INFORMATION PROVIDED section start

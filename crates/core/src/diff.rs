//! Diff result types
//!
//! Token-level operations produced by a `DiffAlgorithm`, and the coalesced
//! runs consumed by the classifier and renderer.

use std::fmt;

use crate::algorithm::DiffAlgorithm;
use crate::script::Granularity;
use crate::tokenizers::tokenizer_for;

/// Type of edit operation
#[derive(Debug, Clone, Copy, PartialEq, Eq, Hash)]
pub enum EditType {
    /// Content was inserted
    Insert,
    /// Content was deleted
    Delete,
    /// Content remained unchanged
    Equal,
}

/// A single token-level diff operation
#[derive(Debug, Clone, Copy, PartialEq, Eq)]
pub struct DiffOperation {
    pub edit_type: EditType,

    /// Index into the original token stream (for delete/equal)
    pub original_index: Option<usize>,

    /// Index into the modified token stream (for insert/equal)
    pub modified_index: Option<usize>,
}

impl DiffOperation {
    pub fn equal(original_index: usize, modified_index: usize) -> Self {
        Self {
            edit_type: EditType::Equal,
            original_index: Some(original_index),
            modified_index: Some(modified_index),
        }
    }

    pub fn delete(original_index: usize) -> Self {
        Self {
            edit_type: EditType::Delete,
            original_index: Some(original_index),
            modified_index: None,
        }
    }

    pub fn insert(modified_index: usize) -> Self {
        Self {
            edit_type: EditType::Insert,
            original_index: None,
            modified_index: Some(modified_index),
        }
    }
}

/// A maximal run of consecutive tokens sharing one edit type
#[derive(Debug, Clone, PartialEq, Eq)]
pub struct DiffRun<'a> {
    pub edit_type: EditType,
    pub tokens: Vec<&'a str>,
}

impl<'a> DiffRun<'a> {
    pub fn added(&self) -> bool {
        self.edit_type == EditType::Insert
    }

    pub fn removed(&self) -> bool {
        self.edit_type == EditType::Delete
    }

    /// The run's text with tokens joined by `separator`.
    pub fn value(&self, separator: &str) -> String {
        self.tokens.join(separator)
    }
}

impl fmt::Display for DiffRun<'_> {
    fn fmt(&self, f: &mut fmt::Formatter<'_>) -> fmt::Result {
        let sign = match self.edit_type {
            EditType::Insert => '+',
            EditType::Delete => '-',
            EditType::Equal => ' ',
        };
        write!(f, "{}{:?}", sign, self.tokens)
    }
}

/// Diff two token streams and coalesce the operations into runs.
pub fn diff_tokens<'a>(
    algorithm: &dyn DiffAlgorithm,
    original: &[&'a str],
    modified: &[&'a str],
) -> Vec<DiffRun<'a>> {
    let operations = algorithm.compute(original, modified);
    let mut runs: Vec<DiffRun<'a>> = Vec::new();

    for op in operations {
        let token = match (op.edit_type, op.original_index, op.modified_index) {
            (EditType::Insert, _, Some(j)) | (EditType::Equal, _, Some(j)) => modified[j],
            (EditType::Delete, Some(i), _) => original[i],
            _ => continue,
        };

        match runs.last_mut() {
            Some(run) if run.edit_type == op.edit_type => run.tokens.push(token),
            _ => runs.push(DiffRun {
                edit_type: op.edit_type,
                tokens: vec![token],
            }),
        }
    }

    runs
}

/// Tokenize both texts at `granularity` and diff them.
pub fn diff_text<'a>(
    algorithm: &dyn DiffAlgorithm,
    original: &'a str,
    modified: &'a str,
    granularity: Granularity,
) -> Vec<DiffRun<'a>> {
    let tokenizer = tokenizer_for(granularity);
    let original_tokens = tokenizer.split(original);
    let modified_tokens = tokenizer.split(modified);
    diff_tokens(algorithm, &original_tokens, &modified_tokens)
}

INFORMATION PROVIDED section end

◆ **WORK TASK**:
What is needed is the number of lines in the data that hold the word "derive", and nothing more.

◆ **SOLUTION FOR THIS PROBLEM**:
3